En ese contexto de violencia la catarsis asomará en los minutos finales, donde ninguna vía resuelve la aplicación de una justicia que no se puede tener con esos indios a los que no se considera como ciudadanos, solo como “protegidos del gobierno”. Una vez muerte el veterano sheriff –una panorámica nos lo mostrará con las botas puestas, como a él nunca le hubiera gustado-, Coolan será nombrado depositario de la autoridad, no dudando en encabezar la batida para acabar con esos seres que detesta, agrupando para ellos a los ovejeros a los que no ha dudado en engañar, evitando que estos asumieran actitudes más dialogantes. Llegados a ese punto, ya no hay razones que valgan para evitar la trágica confrontación, en un episodio de textura casi ritual donde los navajos no dudarán en hacer frente –la venganza de Lance contra Coolan apenas ocupa unos segundos en el metraje-. Sin embargo, más importancia revestirá destacar la inutilidad de la entrega que Lance ofreció al ejército durante varios años. Será un simple gesto final, tras la rendición ante la caballería de las pocas mujeres y niños que no han muerto en el asedio, cuando su saludo final culmine una vida que no tiene sentido en un mundo cambiante, pero sobre todo, lleno de injusticias y ausente de de comprensión ante la diferencia. No se puede hablar más claro, ni hacerlo con tanta fuerza, contundencia y convicción cinematográfica. Es por ello que, pese a que el paso de los años aún no le ha ofrecido el reconocimiento que merece –mucho me temo que no lo hará nunca-, no dejo de apreciar DEVIL’S DOORWAY no solo como una de las grandes obras de Anthony Mann, sino quizá como la aportación más sincera que el cine ofreció a la dignificación de la figura del indio en la gran pantalla.

Calificación: 4

2 comentarios

Mª Cruz -

No he visto más que el trailler, pero la cosa promete...quiero decir, promete ser genial y auténticamente americana.
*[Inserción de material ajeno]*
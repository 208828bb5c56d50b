// File: ./src/color_utils.rs

// Color space conversions shared by every other module.
// HEX <-> HSL <-> RGB plus the WCAG 2.0 luminance and contrast formulas.
// Everything here is total: malformed input degrades, it never errors.

use serde::{Deserialize, Deserializer, Serialize, Serializer};
use std::fmt;

/// A color in HSL space. Hue in degrees, saturation and lightness in percent.
#[derive(Debug, Clone, Copy, PartialEq, Default)]
pub struct Hsl {
    pub h: f64,
    pub s: f64,
    pub l: f64,
}

impl Hsl {
    pub fn new(h: f64, s: f64, l: f64) -> Self {
        Self { h, s, l }
    }

    pub fn to_hex(self) -> HexColor {
        hsl_to_hex(self.h, self.s, self.l)
    }
}

/// A canonical `#rrggbb` color (lowercase, six digits).
///
/// The only ways to build one are parsing and formatting from RGB bytes,
/// so a `HexColor` value is always in canonical form.
#[derive(Debug, Clone, PartialEq, Eq, Hash)]
pub struct HexColor(String);

impl HexColor {
    /// Parse `#RRGGBB` or `RRGGBB` (any case, surrounding whitespace ignored).
    pub fn parse(input: &str) -> Option<Self> {
        parse_hex_to_u8(input).map(|(r, g, b)| Self::from_rgb(r, g, b))
    }

    pub fn from_rgb(r: u8, g: u8, b: u8) -> Self {
        Self(format!("#{:02x}{:02x}{:02x}", r, g, b))
    }

    pub fn as_str(&self) -> &str {
        &self.0
    }

    pub fn to_rgb(&self) -> (u8, u8, u8) {
        // Canonical by construction, the parse cannot fail.
        parse_hex_to_u8(&self.0).unwrap_or((0, 0, 0))
    }

    pub fn to_hsl(&self) -> Hsl {
        hex_to_hsl(&self.0)
    }
}

impl fmt::Display for HexColor {
    fn fmt(&self, f: &mut fmt::Formatter<'_>) -> fmt::Result {
        f.write_str(&self.0)
    }
}

impl AsRef<str> for HexColor {
    fn as_ref(&self) -> &str {
        &self.0
    }
}

impl PartialEq<&str> for HexColor {
    fn eq(&self, other: &&str) -> bool {
        self.0 == *other
    }
}

impl Serialize for HexColor {
    fn serialize<S: Serializer>(&self, serializer: S) -> Result<S::Ok, S::Error> {
        serializer.serialize_str(&self.0)
    }
}

impl<'de> Deserialize<'de> for HexColor {
    fn deserialize<D: Deserializer<'de>>(deserializer: D) -> Result<Self, D::Error> {
        let raw = String::deserialize(deserializer)?;
        HexColor::parse(&raw)
            .ok_or_else(|| serde::de::Error::custom(format!("invalid hex color: {}", raw)))
    }
}

/// Reduce a hue into `[0, 360)`. Non-finite hues map to 0.
pub fn normalize_hue(h: f64) -> f64 {
    if !h.is_finite() {
        return 0.0;
    }
    let h = h.rem_euclid(360.0);
    // rem_euclid can round up to exactly 360 for tiny negative inputs
    if h >= 360.0 { 0.0 } else { h }
}

fn clamp_percent(v: f64) -> f64 {
    if v.is_nan() { 0.0 } else { v.clamp(0.0, 100.0) }
}

/// HSL -> RGB bytes. Hue wraps, saturation and lightness are clamped to [0, 100].
pub fn hsl_to_rgb(h: f64, s: f64, l: f64) -> (u8, u8, u8) {
    let h = normalize_hue(h);
    let s = clamp_percent(s) / 100.0;
    let l = clamp_percent(l) / 100.0;

    let c = (1.0 - (2.0 * l - 1.0).abs()) * s;
    let x = c * (1.0 - ((h / 60.0) % 2.0 - 1.0).abs());
    let m = l - c / 2.0;

    let (r1, g1, b1) = if (0.0..60.0).contains(&h) {
        (c, x, 0.0)
    } else if (60.0..120.0).contains(&h) {
        (x, c, 0.0)
    } else if (120.0..180.0).contains(&h) {
        (0.0, c, x)
    } else if (180.0..240.0).contains(&h) {
        (0.0, x, c)
    } else if (240.0..300.0).contains(&h) {
        (x, 0.0, c)
    } else {
        (c, 0.0, x)
    };

    let channel = |v: f64| ((v + m) * 255.0).round().clamp(0.0, 255.0) as u8;
    (channel(r1), channel(g1), channel(b1))
}

/// HSL -> canonical hex. Never fails; out-of-range input is clamped.
pub fn hsl_to_hex(h: f64, s: f64, l: f64) -> HexColor {
    let (r, g, b) = hsl_to_rgb(h, s, l);
    HexColor::from_rgb(r, g, b)
}

/// RGB bytes -> unrounded HSL.
pub fn rgb_to_hsl(r: u8, g: u8, b: u8) -> Hsl {
    let r = r as f64 / 255.0;
    let g = g as f64 / 255.0;
    let b = b as f64 / 255.0;

    let max = r.max(g).max(b);
    let min = r.min(g).min(b);
    let delta = max - min;
    let l = (max + min) / 2.0;

    if delta == 0.0 {
        return Hsl::new(0.0, 0.0, l * 100.0);
    }

    let s = if l > 0.5 {
        delta / (2.0 - max - min)
    } else {
        delta / (max + min)
    };

    let h = if max == r {
        ((g - b) / delta + if g < b { 6.0 } else { 0.0 }) / 6.0
    } else if max == g {
        ((b - r) / delta + 2.0) / 6.0
    } else {
        ((r - g) / delta + 4.0) / 6.0
    };

    Hsl::new(h * 360.0, s * 100.0, l * 100.0)
}

/// Hex -> HSL, unrounded so that `hsl_to_hex(hex_to_hsl(x))` gives `x` back.
///
/// Malformed input (empty, wrong length, non-hex digits) degrades to
/// `{h: 0, s: 0, l: 0}`, i.e. black.
pub fn hex_to_hsl(hex: &str) -> Hsl {
    match parse_hex_to_u8(hex) {
        Some((r, g, b)) => {
            let hsl = rgb_to_hsl(r, g, b);
            Hsl::new(normalize_hue(hsl.h), hsl.s, hsl.l)
        }
        None => {
            log::warn!("Invalid hex color '{}', degrading to black", hex);
            Hsl::default()
        }
    }
}

/// Parse a hex color string like "#RRGGBB" or "RRGGBB" into a u8 tuple.
pub fn parse_hex_to_u8(hex: &str) -> Option<(u8, u8, u8)> {
    let hex = hex.trim();
    let hex = hex.strip_prefix('#').unwrap_or(hex);
    if hex.len() != 6 || !hex.bytes().all(|c| c.is_ascii_hexdigit()) {
        return None;
    }
    let r = u8::from_str_radix(&hex[0..2], 16).ok()?;
    let g = u8::from_str_radix(&hex[2..4], 16).ok()?;
    let b = u8::from_str_radix(&hex[4..6], 16).ok()?;
    Some((r, g, b))
}

/// WCAG 2.0 relative luminance of 8-bit sRGB channels.
pub fn relative_luminance(r: u8, g: u8, b: u8) -> f64 {
    fn expand(channel: u8) -> f64 {
        let c = channel as f64 / 255.0;
        if c <= 0.03928 {
            c / 12.92
        } else {
            ((c + 0.055) / 1.055).powf(2.4)
        }
    }
    0.2126 * expand(r) + 0.7152 * expand(g) + 0.0722 * expand(b)
}

/// WCAG 2.0 contrast ratio in `[1, 21]`.
/// Returns 1 when either side does not parse as a hex color.
pub fn contrast_ratio(a: &str, b: &str) -> f64 {
    let (Some(rgb_a), Some(rgb_b)) = (parse_hex_to_u8(a), parse_hex_to_u8(b)) else {
        return 1.0;
    };
    let la = relative_luminance(rgb_a.0, rgb_a.1, rgb_a.2);
    let lb = relative_luminance(rgb_b.0, rgb_b.1, rgb_b.2);
    let (lighter, darker) = if la >= lb { (la, lb) } else { (lb, la) };
    (lighter + 0.05) / (darker + 0.05)
}

/// True when the color's relative luminance is above 0.5.
pub fn is_light_color(hex: &str) -> bool {
    match parse_hex_to_u8(hex) {
        Some((r, g, b)) => relative_luminance(r, g, b) > 0.5,
        None => false,
    }
}

/// Italian display name of the hue band a hue falls into.
pub fn hue_name(h: f64) -> &'static str {
    let h = normalize_hue(h);
    match h {
        h if h < 30.0 => "Rosso",
        h if h < 60.0 => "Arancione",
        h if h < 90.0 => "Giallo",
        h if h < 150.0 => "Verde",
        h if h < 210.0 => "Ciano",
        h if h < 270.0 => "Blu",
        h if h < 310.0 => "Viola",
        h if h < 340.0 => "Magenta",
        _ => "Rosa",
    }
}

/// 32-bit rolling string hash (`h * 31 + unit`) over UTF-16 code units.
/// Stable across platforms and toolchains; exported file names depend on it.
pub fn string_hash(text: &str) -> i32 {
    text.encode_utf16().fold(0i32, |hash, unit| {
        hash.wrapping_shl(5)
            .wrapping_sub(hash)
            .wrapping_add(i32::from(unit))
    })
}

/// Deterministic base hue for a category, used when no explicit hue is given.
/// The text is trimmed and lowercased first so "Tech " and "tech" agree.
pub fn category_hue(category: &str) -> f64 {
    let hash = string_hash(&category.trim().to_lowercase());
    i64::from(hash).rem_euclid(360) as f64
}
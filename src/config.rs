// File: ./src/config.rs
// Handles configuration loading, saving, and defaults.
use crate::context::AppContext;
use crate::model::{HarmonyScheme, PaletteRequest, PaletteSize, VisualStyle};
use crate::storage::FileStore;
use anyhow::{Error, Result};
use log::LevelFilter;
use serde::{Deserialize, Serialize};
use std::fs;
use std::path::PathBuf;

fn default_true() -> bool {
    true
}

fn default_log_level() -> String {
    "warn".to_string()
}

#[derive(Deserialize, Serialize, Clone, Debug, PartialEq)]
pub struct Config {
    #[serde(default)]
    pub default_style: VisualStyle,
    #[serde(default)]
    pub default_scheme: HarmonyScheme,
    #[serde(default)]
    pub palette_size: PaletteSize,
    /// Run the AA policy on synthesized palettes before printing/exporting.
    #[serde(default = "default_true")]
    pub apply_wcag: bool,
    #[serde(default = "default_log_level")]
    pub log_level: String,
    /// Overrides `<data_dir>/exports`.
    #[serde(default, skip_serializing_if = "Option::is_none")]
    pub export_dir: Option<PathBuf>,
}

impl Default for Config {
    fn default() -> Self {
        Self {
            default_style: VisualStyle::default(),
            default_scheme: HarmonyScheme::default(),
            palette_size: PaletteSize::default(),
            // Match the serde defaults
            apply_wcag: true,
            log_level: default_log_level(),
            export_dir: None,
        }
    }
}

impl Config {
    /// Load the configuration from disk using an explicit context.
    /// Returns a contextualized error if reading or parsing fails.
    pub fn load(ctx: &dyn AppContext) -> Result<Self> {
        let path = ctx.get_config_file_path()?;

        if !path.exists() {
            return Err(anyhow::anyhow!("Config file not found"));
        }

        let contents = fs::read_to_string(&path).map_err(|e| {
            anyhow::anyhow!("Failed to read config file '{}': {}", path.display(), e)
        })?;

        let config: Config = toml::from_str(&contents).map_err(|e| {
            anyhow::anyhow!("Failed to parse config file '{}': {}", path.display(), e)
        })?;

        Ok(config)
    }

    /// Like `load`, but a missing file yields the defaults.
    pub fn load_or_default(ctx: &dyn AppContext) -> Result<Self> {
        match Self::load(ctx) {
            Ok(config) => Ok(config),
            Err(e) if Self::is_missing_config_error(&e) => {
                log::debug!("No config file, using defaults");
                Ok(Self::default())
            }
            Err(e) => Err(e),
        }
    }

    /// Whether an error means the config file was missing, either through
    /// the explicit message or an IO NotFound anywhere in the chain.
    pub fn is_missing_config_error(err: &Error) -> bool {
        if err.to_string().contains("Config file not found") {
            return true;
        }

        for cause in err.chain() {
            if let Some(io_err) = cause.downcast_ref::<std::io::Error>()
                && io_err.kind() == std::io::ErrorKind::NotFound
            {
                return true;
            }
        }

        false
    }

    /// Save configuration using an explicit context.
    pub fn save(&self, ctx: &dyn AppContext) -> Result<()> {
        let path = ctx.get_config_file_path()?;
        let toml_str = toml::to_string_pretty(self)?;
        FileStore::write_locked(&path, toml_str)
    }

    pub fn get_path_string(ctx: &dyn AppContext) -> Result<String> {
        let path = ctx.get_config_file_path()?;
        Ok(path.to_string_lossy().to_string())
    }

    /// Unknown level names fall back to `warn`.
    pub fn log_level_filter(&self) -> LevelFilter {
        self.log_level.parse().unwrap_or_else(|_| {
            log::warn!("Unknown log level '{}', using warn", self.log_level);
            LevelFilter::Warn
        })
    }

    pub fn export_dir(&self, ctx: &dyn AppContext) -> Result<PathBuf> {
        match &self.export_dir {
            Some(dir) => Ok(dir.clone()),
            None => ctx.get_export_dir(),
        }
    }

    /// A request for `category` carrying the configured defaults.
    pub fn request(&self, category: &str) -> PaletteRequest {
        PaletteRequest::new(category)
            .with_style(self.default_style)
            .with_scheme(self.default_scheme)
            .with_size(self.palette_size)
    }
}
O sea: Honesta y fiel a su drama histórico. A su propia historia.
Cuando vea el final, daré mi veredicto...a Anthony Mann. ¡¡Ji,ji, ji!!

Feaito -

Totalmente de acuerdo con tu excelente análisis y crítica. Este brillante filme me fue enviado por una cinéfila francesa amiga mía junto con "Stars in my Crown" (1950) y "Colorado Territory" (1949), dos fantásticos Westerns de Jacques Tourneur y Raoul Walsh, respectivamente.